◆ YOUR INSTRUCTIONS
Only the lines from the one with "- Last visited" onward are wanted, through the last line of the entries, set down exactly.

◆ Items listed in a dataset
-=-=-

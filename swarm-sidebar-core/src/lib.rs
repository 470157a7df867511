//! Swarm Sidebar Core Library
//!
//! Provides the platform-independent logic behind the Swarm Manager sidebar:
//! - Menu model construction from the polled pool list (`MenuListBuilder`)
//! - Recursive expand/collapse state of every menu level (`MenuActivation`)
//! - Last visited route restore (`RouteHistory`)
//!
//! Data sources are abstracted through traits so the terminal dashboard and
//! the tests can inject their own implementations.

pub mod error;
pub mod services;
pub mod traits;
pub mod types;

#[cfg(test)]
mod test_utils;

// Re-export common types
pub use error::{CoreError, CoreResult};
pub use services::{
    ClickOutcome, LevelId, MenuActivation, MenuListBuilder, MenuRow, RouteHistory, SubmenuState,
};
pub use traits::{ActionHandler, PoolSource, RouteStore};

-=-=-

◆ THE COMPLETED TASK
//! - Last visited route restore (`RouteHistory`)
//!
//! Data sources are abstracted through traits so the terminal dashboard and
//! the tests can inject their own implementations.

pub mod error;
pub mod services;
pub mod traits;
pub mod types;

#[cfg(test)]
mod test_utils;

// Re-export common types
pub use error::{CoreError, CoreResult};
pub use services::{
    ClickOutcome, LevelId, MenuActivation, MenuListBuilder, MenuRow, RouteHistory, SubmenuState,
};
pub use traits::{ActionHandler, PoolSource, RouteStore};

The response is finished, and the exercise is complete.